La envidia en redes sociales enferma: expertos aseguran que eleva el cortisol
La comparación en redes sociales eleva el cortisol: método psicológico para mitigar la envidia digital.
Noticias RCN
08:20 p. m.
En la era de la hiperconectividad, el bienestar emocional se enfrenta a un desafío constante: la comparación social ascendente. Diversas investigaciones recientes sugieren que el uso pasivo de plataformas digitales está correlacionado con un incremento en los niveles de cortisol, la hormona del estrés, derivado de un sentimiento de insuficiencia.
Lo que coloquialmente se conoce como "envidia digital" ha dejado de ser un concepto abstracto para convertirse en un objeto de estudio clínico.
Un estudio de la Universidad de Pensilvania, publicado en el Journal of Social and Clinical Psychology, demostró que limitar el uso de redes sociales a 30 minutos diarios reduce significativamente los síntomas de depresión y soledad.
La investigación subraya que la exposición constante a los "momentos destacados" de otros genera una distorsión de la realidad que alimenta la envidia, afectando directamente la salud psicofísica.
¿Cómo afecta la comparación constante la salud mental?
El fenómeno de la comparación no es inocuo. Según la Asociación Americana de Psicología (APA), la envidia persistente puede derivar en trastornos de ansiedad y problemas de sueño.
Al observar vidas aparentemente perfectas a través de una pantalla, el cerebro activa las mismas áreas vinculadas al dolor físico. Este proceso de "dolor social" debilita la autoestima y genera una percepción negativa del propio progreso personal.
Los expertos advierten que la envidia "enferma" porque estanca al individuo en un ciclo de carencia.
En lugar de enfocarse en metas propias, el psiquismo se agota intentando alcanzar estándares irreales. Este desgaste emocional tiene manifestaciones somáticas claras, como cefaleas tensionales y fatiga crónica, producto de la rumiación negativa constante.
¿Cuál es el método psicológico para practicar la gratitud?
Frente al impacto de la envidia, la psicología positiva propone la gratitud como el antídoto biológico y emocional. Investigaciones lideradas por el Dr. Robert Emmons, de la Universidad de California, indican que la práctica consciente de la gratitud puede aumentar los niveles de felicidad en un 25 %.

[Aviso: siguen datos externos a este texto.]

//! Stub recipe generator for testing and offline mode

use async_trait::async_trait;
use pantry_domain::{GenerationError, Recipe, RecipeGenerator, RecipeRequest};

use super::format_inventory;

const STUB_MODEL: &str = "stub";

/// Stub generator that returns configurable responses
pub struct StubRecipeGenerator {
    response: Option<String>,
    error: Option<GenerationError>,
}

impl StubRecipeGenerator {
    /// Create a stub that always returns the given text
    pub fn with_text(text: impl Into<String>) -> Self {
        Self {
            response: Some(text.into()),
            error: None,
        }
    }

    /// Create a stub that always returns an error
    pub fn with_error(error: GenerationError) -> Self {
        Self {
            response: None,
            error: Some(error),
        }
    }

    /// Create a stub that writes a markdown recipe naming the inventory
    pub fn echo() -> Self {
        Self {
            response: None,
            error: None,
        }
    }
}

impl Default for StubRecipeGenerator {
    fn default() -> Self {
        Self::echo()
    }
}

#[async_trait]
impl RecipeGenerator for StubRecipeGenerator {
    async fn generate(&self, request: RecipeRequest) -> Result<Recipe, GenerationError> {
        if let Some(ref error) = self.error {
            return Err(match error {
                GenerationError::Unavailable(msg) => GenerationError::Unavailable(msg.clone()),
                GenerationError::RateLimited => GenerationError::RateLimited,
                GenerationError::Timeout => GenerationError::Timeout,
                GenerationError::InvalidResponse(msg) => {
                    GenerationError::InvalidResponse(msg.clone())
                }
                GenerationError::Config(msg) => GenerationError::Config(msg.clone()),
            });
        }

        if let Some(ref text) = self.response {
            return Ok(Recipe {
                model: STUB_MODEL.to_string(),
                text: text.clone(),
            });
        }

        let text = format!(
            "# Pantry Surprise\n\nIngredients: {}\n\n1. Combine everything.\n",
            format_inventory(&request.items)
        );

        Ok(Recipe {
            model: STUB_MODEL.to_string(),
            text,
        })
    }
}
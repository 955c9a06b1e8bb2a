//! pantry CLI entry point

use anyhow::Result;
use clap::Parser;
use tracing_subscriber::{EnvFilter, fmt, prelude::*};

mod args;
mod commands;
mod config;

use args::{Cli, Commands};

#[tokio::main]
async fn main() -> Result<()> {
    let cli = Cli::parse();

    // Initialize logging; the flag wins over the config file
    let log_level = match cli.log_level.clone() {
        Some(level) => level,
        None => crate::config::AppConfig::load(cli.config.as_deref())
            .map(|c| c.general.log_level)
            .unwrap_or_else(|_| "info".to_string()),
    };
    init_logging(&log_level)?;

    // Execute command
    match cli.command {
        Commands::List(args) => commands::inventory::list(args, cli.config).await,
        Commands::Add(args) => commands::inventory::add(args, cli.config).await,
        Commands::Remove(args) => commands::inventory::remove(args, cli.config).await,
        Commands::Delete(args) => commands::inventory::delete(args, cli.config).await,
        Commands::Recipe(args) => commands::recipe::execute(args, cli.config).await,
        Commands::Config(args) => commands::config::execute(args).await,
        Commands::Doctor(args) => commands::doctor::execute(args, cli.config).await,
    }
}

fn init_logging(level: &str) -> Result<()> {
    let filter = EnvFilter::try_from_default_env().or_else(|_| EnvFilter::try_new(level))?;

    tracing_subscriber::registry()
        .with(fmt::layer().with_target(true).with_writer(std::io::stderr))
        .with(filter)
        .init();

    Ok(())
}
//! SQLite inventory store implementation

use async_trait::async_trait;
use pantry_domain::{InventoryItem, InventoryStore, ItemName, StoreError};
use sqlx::{SqlitePool, sqlite::SqlitePoolOptions};
use std::path::Path;

/// SQLite-backed inventory store
///
/// Counter updates run as single-statement upserts inside a transaction, so
/// concurrent writers on the same name do not lose updates.
pub struct SqliteInventoryStore {
    pool: SqlitePool,
}

impl SqliteInventoryStore {
    /// Create a new SQLite store, initializing the database if needed
    pub async fn new(db_path: impl AsRef<Path>) -> Result<Self, StoreError> {
        let db_path = db_path.as_ref();

        // Create parent directories if needed
        if let Some(parent) = db_path.parent() {
            std::fs::create_dir_all(parent).map_err(|e| {
                StoreError::Unavailable(format!("Failed to create directory: {}", e))
            })?;
        }

        let db_url = format!("sqlite:{}?mode=rwc", db_path.display());

        let pool = SqlitePoolOptions::new()
            .max_connections(5)
            .connect(&db_url)
            .await
            .map_err(|e| StoreError::Unavailable(e.to_string()))?;

        let store = Self { pool };
        store.run_migrations().await?;

        Ok(store)
    }

    /// Create an in-memory SQLite store (for testing)
    pub async fn in_memory() -> Result<Self, StoreError> {
        let pool = SqlitePoolOptions::new()
            .max_connections(1)
            .connect("sqlite::memory:")
            .await
            .map_err(|e| StoreError::Unavailable(e.to_string()))?;

        let store = Self { pool };
        store.run_migrations().await?;

        Ok(store)
    }

    async fn run_migrations(&self) -> Result<(), StoreError> {
        sqlx::query(
            r#"
            CREATE TABLE IF NOT EXISTS inventory (
                name TEXT PRIMARY KEY,
                quantity INTEGER NOT NULL CHECK (quantity > 0)
            )
            "#,
        )
        .execute(&self.pool)
        .await
        .map_err(db_error)?;

        Ok(())
    }
}

fn db_error(e: sqlx::Error) -> StoreError {
    StoreError::Unavailable(e.to_string())
}

fn row_to_item(name: String, quantity: i64) -> Result<InventoryItem, StoreError> {
    let name = ItemName::parse(&name)
        .map_err(|e| StoreError::Serialization(format!("Bad stored name {:?}: {}", name, e)))?;
    let quantity = u32::try_from(quantity)
        .map_err(|_| StoreError::Serialization(format!("Bad stored quantity {}", quantity)))?;
    Ok(InventoryItem::new(name, quantity))
}

fn quantity_from_db(quantity: i64) -> Result<u32, StoreError> {
    u32::try_from(quantity)
        .map_err(|_| StoreError::Serialization(format!("Quantity {} out of range", quantity)))
}

#[async_trait]
impl InventoryStore for SqliteInventoryStore {
    async fn list_items(&self) -> Result<Vec<InventoryItem>, StoreError> {
        let rows: Vec<(String, i64)> =
            sqlx::query_as("SELECT name, quantity FROM inventory ORDER BY name")
                .fetch_all(&self.pool)
                .await
                .map_err(db_error)?;

        rows.into_iter()
            .map(|(name, quantity)| row_to_item(name, quantity))
            .collect()
    }

    async fn get_item(&self, name: &ItemName) -> Result<Option<InventoryItem>, StoreError> {
        let row: Option<(String, i64)> =
            sqlx::query_as("SELECT name, quantity FROM inventory WHERE name = ?")
                .bind(name.as_str())
                .fetch_optional(&self.pool)
                .await
                .map_err(db_error)?;

        row.map(|(name, quantity)| row_to_item(name, quantity))
            .transpose()
    }

    async fn put_item(&self, item: &InventoryItem) -> Result<(), StoreError> {
        sqlx::query(
            r#"
            INSERT INTO inventory (name, quantity)
            VALUES (?, ?)
            ON CONFLICT(name) DO UPDATE SET
                quantity = excluded.quantity
            "#,
        )
        .bind(item.name.as_str())
        .bind(i64::from(item.quantity))
        .execute(&self.pool)
        .await
        .map_err(db_error)?;

        Ok(())
    }

    async fn delete_item(&self, name: &ItemName) -> Result<(), StoreError> {
        sqlx::query("DELETE FROM inventory WHERE name = ?")
            .bind(name.as_str())
            .execute(&self.pool)
            .await
            .map_err(db_error)?;

        Ok(())
    }

    async fn apply_delta(&self, name: &ItemName, delta: i64) -> Result<Option<u32>, StoreError> {
        let mut tx = self.pool.begin().await.map_err(db_error)?;

        let quantity: Option<i64> = if delta > 0 {
            let (quantity,): (i64,) = sqlx::query_as(
                r#"
                INSERT INTO inventory (name, quantity)
                VALUES (?, ?)
                ON CONFLICT(name) DO UPDATE SET
                    quantity = inventory.quantity + excluded.quantity
                RETURNING quantity
                "#,
            )
            .bind(name.as_str())
            .bind(delta)
            .fetch_one(&mut *tx)
            .await
            .map_err(db_error)?;
            Some(quantity)
        } else {
            // Deleting first keeps the CHECK constraint from firing on the update
            let removed = sqlx::query("DELETE FROM inventory WHERE name = ? AND quantity + ? <= 0")
                .bind(name.as_str())
                .bind(delta)
                .execute(&mut *tx)
                .await
                .map_err(db_error)?
                .rows_affected();

            if removed > 0 {
                None
            } else {
                let row: Option<(i64,)> = sqlx::query_as(
                    "UPDATE inventory SET quantity = quantity + ? WHERE name = ? RETURNING quantity",
                )
                .bind(delta)
                .bind(name.as_str())
                .fetch_optional(&mut *tx)
                .await
                .map_err(db_error)?;
                row.map(|(quantity,)| quantity)
            }
        };

        // Out-of-range totals return before commit so the transaction rolls back
        let quantity = quantity.map(quantity_from_db).transpose()?;
        tx.commit().await.map_err(db_error)?;

        Ok(quantity)
    }

    fn atomic_deltas(&self) -> bool {
        true
    }

    async fn health_check(&self) -> Result<(), StoreError> {
        sqlx::query("SELECT 1")
            .execute(&self.pool)
            .await
            .map_err(db_error)?;
        Ok(())
    }

    fn backend(&self) -> &'static str {
        "sqlite"
    }
}
//! Domain models and value objects

use serde::{Deserialize, Serialize};
use std::fmt;
use thiserror::Error;

/// Rejected item name
#[derive(Debug, Clone, PartialEq, Eq, Error)]
#[error("Item name must not be empty")]
pub struct InvalidName;

/// Normalized item name, used as the store key
///
/// Normalization trims surrounding whitespace and lowercases, so `"Eggs"`,
/// `" eggs "` and `"EGGS"` all address the same record.
#[derive(Debug, Clone, PartialEq, Eq, Hash, PartialOrd, Ord, Serialize, Deserialize)]
#[serde(try_from = "String", into = "String")]
pub struct ItemName(String);

impl ItemName {
    pub fn parse(raw: &str) -> Result<Self, InvalidName> {
        let normalized = raw.trim().to_lowercase();
        if normalized.is_empty() {
            return Err(InvalidName);
        }
        Ok(Self(normalized))
    }

    pub fn as_str(&self) -> &str {
        &self.0
    }

    /// Name with its first character uppercased, for row labels
    pub fn display(&self) -> String {
        let mut chars = self.0.chars();
        match chars.next() {
            Some(first) => first.to_uppercase().chain(chars).collect(),
            None => String::new(),
        }
    }
}

impl fmt::Display for ItemName {
    fn fmt(&self, f: &mut fmt::Formatter<'_>) -> fmt::Result {
        f.write_str(&self.0)
    }
}

impl TryFrom<String> for ItemName {
    type Error = InvalidName;

    fn try_from(value: String) -> Result<Self, Self::Error> {
        Self::parse(&value)
    }
}

impl From<ItemName> for String {
    fn from(value: ItemName) -> Self {
        value.0
    }
}

/// A quantity-tracked inventory record
///
/// A record only exists while `quantity >= 1`; reaching zero removes it from
/// the store instead of storing a zero.
#[derive(Debug, Clone, PartialEq, Eq, Serialize, Deserialize)]
pub struct InventoryItem {
    pub name: ItemName,
    pub quantity: u32,
}

impl InventoryItem {
    pub fn new(name: ItemName, quantity: u32) -> Self {
        Self { name, quantity }
    }

    pub fn display_name(&self) -> String {
        self.name.display()
    }
}

/// Result of one full re-list of the store
#[derive(Debug, Clone, Default, PartialEq, Eq, Serialize)]
pub struct InventorySnapshot {
    /// Ticket issued when the refresh started; later refreshes carry larger tickets
    pub ticket: u64,
    /// Items in store-defined order
    pub items: Vec<InventoryItem>,
}

impl InventorySnapshot {
    pub fn get(&self, name: &ItemName) -> Option<&InventoryItem> {
        self.items.iter().find(|item| &item.name == name)
    }

    pub fn quantity_of(&self, name: &ItemName) -> u32 {
        self.get(name).map(|item| item.quantity).unwrap_or(0)
    }

    pub fn is_empty(&self) -> bool {
        self.items.is_empty()
    }
}

/// Generated recipe text, returned verbatim from the endpoint
#[derive(Debug, Clone, PartialEq, Eq, Serialize, Deserialize)]
pub struct Recipe {
    /// Model that produced the text
    pub model: String,
    /// Markdown text as returned by the endpoint
    pub text: String,
}

#[cfg(test)]
mod tests {
    use super::*;

    #[test]
    fn test_name_normalization() {
        let name = ItemName::parse("  Eggs ").unwrap();
        assert_eq!(name.as_str(), "eggs");
        assert_eq!(name, ItemName::parse("EGGS").unwrap());
    }

    #[test]
    fn test_blank_name_rejected() {
        assert_eq!(ItemName::parse("   "), Err(InvalidName));
        assert_eq!(ItemName::parse(""), Err(InvalidName));
    }

    #[test]
    fn test_display_name_capitalizes_first_char() {
        let item = InventoryItem::new(ItemName::parse("olive oil").unwrap(), 2);
        assert_eq!(item.display_name(), "Olive oil");
    }

    #[test]
    fn test_item_name_deserialize_normalizes() {
        let item: InventoryItem =
            serde_json::from_str(r#"{"name": "Flour", "quantity": 4}"#).unwrap();
        assert_eq!(item.name.as_str(), "flour");
        assert_eq!(item.quantity, 4);
    }

    #[test]
    fn test_snapshot_quantity_of_missing_is_zero() {
        let snapshot = InventorySnapshot::default();
        assert_eq!(snapshot.quantity_of(&ItemName::parse("salt").unwrap()), 0);
        assert!(snapshot.is_empty());
    }
}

La gratitud actúa reprogramando el sistema de recompensa del cerebro, enfocándolo en los recursos existentes en lugar de las faltas.
El método recomendado por especialistas para dejar de compararse consiste en la técnica del "Diario de Gratitud".
Este ejercicio requiere identificar tres aspectos específicos del día por los cuales estar agradecido, lo que obliga al cerebro a filtrar activamente lo positivo sobre lo negativo.
A nivel neurobiológico, este hábito fomenta la producción de dopamina y serotonina, neurotransmisores esenciales para la estabilidad emocional.
Según los expertos, la transición de la envidia a la gratitud no es solo un cambio de actitud, sino una necesidad de salud pública.
Al desconectarse de la validación externa y reconectarse con la apreciación propia, los individuos no solo bendicen su salud mental, sino que fortalecen su resiliencia ante las demandas de un mundo digital cada vez más competitivo.